After Lennon left Cynthia for Japanese avant-garde artist Yoko Ono in 1968, Doran transferred his loyalties to Harrison. He began working for Harrison and Boyd at their house in Surrey. His affability endeared him to artists outside the Beatles' circle. One friend described him as "a rock and roll Frankie Howerd", and he gained a reputation in the music scene for rolling the best joints in London. His friendship with Peter Frampton led to the latter playing guitar on Harrison's sessions with Apple artist Doris Troy, as well as his first post-Beatles solo album, the 1970 triple LP All Things Must Pass. Through Doran, Harrison became friends with comedian "Legs" Larry Smith, the subject of his 1975 song "His Name Is Legs".

Doran shared Harrison's fascination with Indian religion. He was represented in a Krishna-inspired painting that Tom Wilkes designed as an insert poster for All Things Must Pass, although the poster was ultimately not used. Boyd said that Doran (whom she called Teddy) was a welcome ally as Harrison insisted on letting families from the Hare Krishna movement live on the estate. She felt isolated, however, when Harrison consulted only Doran about plans for the grounds, and similarly that he shared his apprehension about embarking on a solo career with Doran and former Apple assistant Chris O'Dell, but not her. Doran took the photos of Harrison used in the artwork of his 1974 album Dark Horse. One shows Harrison reclining on a bench in the grounds of Friar Park; the other, used for the LP's inner gatefold spread, shows him and actor Peter Sellers walking along a path beside a pond. (Note: On the record's inner sleeve, Harrison gave thanks to "Ted Doran".)

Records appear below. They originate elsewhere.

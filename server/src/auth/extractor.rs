//! JWT Extractor
//!
//! Use [`AuthUser`] as a handler argument to require a valid bearer token.

use axum::{extract::FromRequestParts, http::request::Parts};
use tracing::warn;

use crate::auth::{AuthUser, JwtError, JwtService};
use crate::core::AppState;
use crate::utils::AppError;

impl FromRequestParts<AppState> for AuthUser {
    type Rejection = AppError;

    async fn from_request_parts(
        parts: &mut Parts,
        state: &AppState,
    ) -> Result<Self, Self::Rejection> {
        // Reuse if a middleware already validated this request
        if let Some(user) = parts.extensions.get::<AuthUser>() {
            return Ok(user.clone());
        }

        let auth_header = parts
            .headers
            .get(http::header::AUTHORIZATION)
            .and_then(|h| h.to_str().ok());

        let token = match auth_header {
            Some(header) => {
                JwtService::extract_from_header(header).ok_or(AppError::InvalidToken)?
            }
            None => {
                warn!(uri = %parts.uri, "request without authorization header");
                return Err(AppError::Unauthorized);
            }
        };

        match state.jwt.validate_token(token) {
            Ok(claims) => {
                let user = AuthUser::from(claims);
                parts.extensions.insert(user.clone());
                Ok(user)
            }
            Err(e) => {
                warn!(uri = %parts.uri, "token validation failed: {e}");
                match e {
                    JwtError::ExpiredToken => Err(AppError::TokenExpired),
                    _ => Err(AppError::InvalidToken),
                }
            }
        }
    }
}
//! Shared test fixtures: in-memory database, fast retry policy, seeding.
#![allow(dead_code)]

use std::collections::BTreeMap;

use storefront_server::auth::JwtConfig;
use storefront_server::core::{AppState, Config};
use storefront_server::db::DbService;
use storefront_server::db::models::{Coupon, Product, ProductCreate};
use storefront_server::inventory::Stock;

pub fn test_config() -> Config {
    Config {
        work_dir: "./target/test-data".to_string(),
        http_port: 0,
        environment: "test".to_string(),
        jwt: JwtConfig::new("test-secret-at-least-32-bytes-long!!", 60),
        webhook_secret: "test-webhook-secret".to_string(),
        shipping_cost: 5.0,
        reservation_ttl_hours: 48,
        stock_retry_attempts: 3,
        stock_retry_delay_ms: 5,
    }
}

pub async fn test_state() -> AppState {
    let db = DbService::memory().await.expect("in-memory db");
    AppState::with_db(test_config(), db)
}

pub async fn seed_product(state: &AppState, name: &str, price: f64, stock: i64) -> Product {
    state
        .products
        .create(ProductCreate {
            name: name.to_string(),
            category: None,
            price,
            stock: Stock::Simple(stock),
        })
        .await
        .expect("seed product")
}

pub async fn seed_variant_product(
    state: &AppState,
    name: &str,
    price: f64,
    variants: &[(&str, i64)],
) -> Product {
    let map: BTreeMap<String, i64> = variants
        .iter()
        .map(|(label, qty)| (label.to_string(), *qty))
        .collect();
    state
        .products
        .create(ProductCreate {
            name: name.to_string(),
            category: Some("apparel".to_string()),
            price,
            stock: Stock::ByVariant(map),
        })
        .await
        .expect("seed variant product")
}

pub async fn seed_coupon(state: &AppState, code: &str, percent: i64, expires_at: i64) -> Coupon {
    use storefront_server::db::repository::CouponRepository;

    CouponRepository::new(state.db.db.clone())
        .create(Coupon {
            id: None,
            code: code.to_string(),
            discount_percent: percent,
            expires_at,
            total_usage: 0,
            total_discount_given: 0.0,
        })
        .await
        .expect("seed coupon")
}

/// Current simple stock of a product
pub async fn stock_of(state: &AppState, product: &Product) -> i64 {
    let current = state
        .products
        .find_by_id(&product.key())
        .await
        .expect("read product")
        .expect("product exists");
    match current.stock {
        Stock::Simple(qty) => qty,
        Stock::ByVariant(_) => panic!("expected simple stock"),
    }
}

/// Current stock for one variant
pub async fn variant_stock_of(state: &AppState, product: &Product, variant: &str) -> i64 {
    let current = state
        .products
        .find_by_id(&product.key())
        .await
        .expect("read product")
        .expect("product exists");
    current.stock.available(Some(variant)).expect("variant")
}
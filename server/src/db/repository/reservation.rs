//! Reservation Repository
//!
//! Read-side access only. Reservation writes always travel with their
//! matching stock writes inside one transaction, composed in
//! `cart::ReservationStore` and `checkout::OrderCommitter`.

use super::{BaseRepository, RepoResult};
use crate::db::models::Reservation;
use surrealdb::Surreal;
use surrealdb::engine::local::Db;

#[derive(Clone)]
pub struct ReservationRepository {
    base: BaseRepository,
}

impl ReservationRepository {
    pub fn new(db: Surreal<Db>) -> Self {
        Self {
            base: BaseRepository::new(db),
        }
    }

    /// A customer's reservation, if any (record key = customer key)
    pub async fn find_by_customer(&self, customer_key: &str) -> RepoResult<Option<Reservation>> {
        let reservation: Option<Reservation> = self
            .base
            .db()
            .select(Reservation::record_id(customer_key))
            .await?;
        Ok(reservation)
    }

    /// Reservations whose `reserved_at` precedes the cutoff, oldest first
    pub async fn find_expired(&self, cutoff_millis: i64) -> RepoResult<Vec<Reservation>> {
        let expired: Vec<Reservation> = self
            .base
            .db()
            .query("SELECT * FROM reservation WHERE reserved_at < $cutoff ORDER BY reserved_at")
            .bind(("cutoff", cutoff_millis))
            .await?
            .take(0)?;
        Ok(expired)
    }
}
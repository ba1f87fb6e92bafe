//! Bounded retry driver for conditional stock writes
//!
//! The stock ledger persists changes with a compare-and-swap keyed on the
//! previously observed value. When the swap misses (another writer got
//! there first) the whole attempt is re-planned from a fresh read, up to a
//! fixed ceiling with a linearly increasing delay between attempts.
//! Exhausting the ceiling surfaces as a retryable conflict to the caller
//! rather than spinning.

use std::future::Future;
use std::time::Duration;

use crate::utils::{AppError, AppResult};

/// Outcome of a single compare-and-swap attempt
pub enum CasOutcome<T> {
    /// The conditional write applied
    Applied(T),
    /// The observed value changed under us; re-plan and try again
    Conflict,
}

/// Retry ceiling and backoff for conditional writes
#[derive(Debug, Clone)]
pub struct RetryPolicy {
    pub max_attempts: u32,
    pub base_delay: Duration,
}

impl RetryPolicy {
    pub fn new(max_attempts: u32, base_delay: Duration) -> Self {
        Self {
            max_attempts: max_attempts.max(1),
            base_delay,
        }
    }

    /// Suggested client retry delay once the ceiling is exhausted
    pub fn retry_after_ms(&self) -> u64 {
        (self.base_delay.as_millis() as u64) * u64::from(self.max_attempts)
    }
}

impl Default for RetryPolicy {
    fn default() -> Self {
        Self::new(3, Duration::from_millis(50))
    }
}

/// Run `attempt` until it applies, conflicts out, or fails hard.
///
/// Each attempt is expected to re-read current state, compute its candidate
/// update and issue the conditional write. Non-conflict errors abort
/// immediately. Backoff between attempts is `attempt_index * base_delay`.
///
/// `attempt` builds a fresh future per call. Callers pass `|| async move`
/// closures whose captures are plain copies (shared references, small
/// values), so the returned future is `Send` whenever the captures are and
/// the overall call can be driven from spawned tasks.
pub async fn retry_cas<T, F, Fut>(policy: &RetryPolicy, mut attempt: F) -> AppResult<T>
where
    F: FnMut() -> Fut,
    Fut: Future<Output = AppResult<CasOutcome<T>>>,
{
    for n in 1..=policy.max_attempts {
        match attempt().await? {
            CasOutcome::Applied(value) => return Ok(value),
            CasOutcome::Conflict if n < policy.max_attempts => {
                tokio::time::sleep(policy.base_delay * n).await;
            }
            CasOutcome::Conflict => break,
        }
    }

    Err(AppError::StockConflict {
        retry_after_ms: policy.retry_after_ms(),
    })
}

#[cfg(test)]
mod tests {
    use std::sync::atomic::{AtomicU32, Ordering};

    use super::*;

    fn fast_policy(max_attempts: u32) -> RetryPolicy {
        RetryPolicy::new(max_attempts, Duration::from_millis(1))
    }

    #[tokio::test]
    async fn applies_on_first_attempt() {
        let calls = AtomicU32::new(0);
        let calls = &calls;
        let result = retry_cas(&fast_policy(3), || async move {
            calls.fetch_add(1, Ordering::SeqCst);
            Ok(CasOutcome::Applied(42))
        })
        .await;
        assert_eq!(result.unwrap(), 42);
        assert_eq!(calls.load(Ordering::SeqCst), 1);
    }

    #[tokio::test]
    async fn retries_until_applied() {
        let calls = AtomicU32::new(0);
        let calls = &calls;
        let result = retry_cas(&fast_policy(3), || async move {
            if calls.fetch_add(1, Ordering::SeqCst) < 2 {
                Ok(CasOutcome::Conflict)
            } else {
                Ok(CasOutcome::Applied("done"))
            }
        })
        .await;
        assert_eq!(result.unwrap(), "done");
        assert_eq!(calls.load(Ordering::SeqCst), 3);
    }

    #[tokio::test]
    async fn exhausting_ceiling_is_a_stock_conflict() {
        let calls = AtomicU32::new(0);
        let calls = &calls;
        let result: AppResult<()> = retry_cas(&fast_policy(3), || async move {
            calls.fetch_add(1, Ordering::SeqCst);
            Ok(CasOutcome::Conflict)
        })
        .await;
        assert_eq!(calls.load(Ordering::SeqCst), 3);
        match result {
            Err(AppError::StockConflict { retry_after_ms }) => assert_eq!(retry_after_ms, 3),
            other => panic!("expected StockConflict, got {other:?}"),
        }
    }

    #[tokio::test]
    async fn hard_errors_abort_immediately() {
        let calls = AtomicU32::new(0);
        let calls = &calls;
        let result: AppResult<()> = retry_cas(&fast_policy(3), || async move {
            calls.fetch_add(1, Ordering::SeqCst);
            Err(AppError::Database("boom".to_string()))
        })
        .await;
        assert_eq!(calls.load(Ordering::SeqCst), 1);
        assert!(matches!(result, Err(AppError::Database(_))));
    }

    #[tokio::test]
    async fn driver_future_can_be_spawned() {
        let policy = fast_policy(2);
        let handle = tokio::spawn(async move {
            retry_cas(&policy, || async move { Ok(CasOutcome::Applied(7)) }).await
        });
        assert_eq!(handle.await.unwrap().unwrap(), 7);
    }
}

After leaving Harrison's estate in the 1980s, Doran remained intensely loyal to the Beatles. In the same 1981 TV interview, he described the band as "the finest human beings I've known". Unlike other members of their inner circle, he refused all offers to write a memoir of his years with the group, and turned down requests to take part in documentaries about them.

==Illness and death==
Doran suffered from poor health and was afflicted with Parkinson's disease. He spent his final years living in a nursing home in north London.

His death, at age 80, was announced by Mark Lewisohn on 19 April 2020. Lewisohn did not provide a precise date nor details on the cause of death, but wrote: "Not only the 'man from the motor trade' in She's Leaving Home, also a Scouse pal of Brian Epstein (manager of their Brydor Cars business), mate to all the Beatles, a laugh, joint-roller and merry tripper, ran Apple Music and was George's PA at Friar Park." According to his obituary in The Daily Telegraph on 26 April, Doran died of COVID-19.

Pattie Boyd wrote: "So saddened to hear of the passing of Terry Doran. Terry was a major part of my life at Friar Park and he was also very close to George." Former Humble Pie drummer Jerry Shirley described him as a "wonderful man" and recalled how, when Shirley was eighteen, Doran presented him with Paramahansa Yogananda's Autobiography of a Yogi to help comfort him when his mother died.